Transcribe all of the records precisely as they are presented.
++++ Material provided
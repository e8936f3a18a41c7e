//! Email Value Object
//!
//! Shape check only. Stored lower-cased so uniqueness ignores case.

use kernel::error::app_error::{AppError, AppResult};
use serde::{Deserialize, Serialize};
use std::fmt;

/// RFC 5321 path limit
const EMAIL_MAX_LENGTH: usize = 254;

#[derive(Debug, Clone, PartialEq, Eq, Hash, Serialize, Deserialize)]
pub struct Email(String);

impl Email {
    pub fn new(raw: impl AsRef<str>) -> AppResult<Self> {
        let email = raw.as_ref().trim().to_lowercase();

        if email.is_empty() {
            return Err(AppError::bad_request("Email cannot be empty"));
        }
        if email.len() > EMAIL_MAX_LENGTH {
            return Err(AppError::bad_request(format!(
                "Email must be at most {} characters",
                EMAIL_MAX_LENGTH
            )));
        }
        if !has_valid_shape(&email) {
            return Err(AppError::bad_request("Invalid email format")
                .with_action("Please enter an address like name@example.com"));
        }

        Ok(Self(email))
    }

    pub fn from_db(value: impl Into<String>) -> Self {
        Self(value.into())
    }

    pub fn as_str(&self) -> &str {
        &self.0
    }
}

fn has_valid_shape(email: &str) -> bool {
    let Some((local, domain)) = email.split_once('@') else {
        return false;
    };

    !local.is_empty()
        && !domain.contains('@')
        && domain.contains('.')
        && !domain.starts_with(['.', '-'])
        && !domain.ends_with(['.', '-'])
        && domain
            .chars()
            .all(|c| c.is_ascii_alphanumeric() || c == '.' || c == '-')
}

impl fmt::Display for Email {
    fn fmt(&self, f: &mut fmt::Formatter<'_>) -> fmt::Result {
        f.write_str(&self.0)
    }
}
++++++++
## Answer to the exercise:
repository e8936f3a18a41c7e
//! Email Value Object
//!
//! Shape check only. Stored lower-cased so uniqueness ignores case.

use kernel::error::app_error::{AppError, AppResult};
use serde::{Deserialize, Serialize};
use std::fmt;

/// RFC 5321 path limit
const EMAIL_MAX_LENGTH: usize = 254;

#[derive(Debug, Clone, PartialEq, Eq, Hash, Serialize, Deserialize)]
pub struct Email(String);

impl Email {
    pub fn new(raw: impl AsRef<str>) -> AppResult<Self> {
        let email = raw.as_ref().trim().to_lowercase();

        if email.is_empty() {
            return Err(AppError::bad_request("Email cannot be empty"));
        }
        if email.len() > EMAIL_MAX_LENGTH {
            return Err(AppError::bad_request(format!(
                "Email must be at most {} characters",
                EMAIL_MAX_LENGTH
            )));
        }
        if !has_valid_shape(&email) {
            return Err(AppError::bad_request("Invalid email format")
                .with_action("Please enter an address like name@example.com"));
        }

        Ok(Self(email))
    }

    pub fn from_db(value: impl Into<String>) -> Self {
        Self(value.into())
    }

    pub fn as_str(&self) -> &str {
        &self.0
    }
}

fn has_valid_shape(email: &str) -> bool {
    let Some((local, domain)) = email.split_once('@') else {
        return false;
    };

    !local.is_empty()
        && !domain.contains('@')
        && domain.contains('.')
        && !domain.starts_with(['.', '-'])
        && !domain.ends_with(['.', '-'])
        && domain
            .chars()
            .all(|c| c.is_ascii_alphanumeric() || c == '.' || c == '-')
}

impl fmt::Display for Email {
    fn fmt(&self, f: &mut fmt::Formatter<'_>) -> fmt::Result {
        f.write_str(&self.0)
    }
}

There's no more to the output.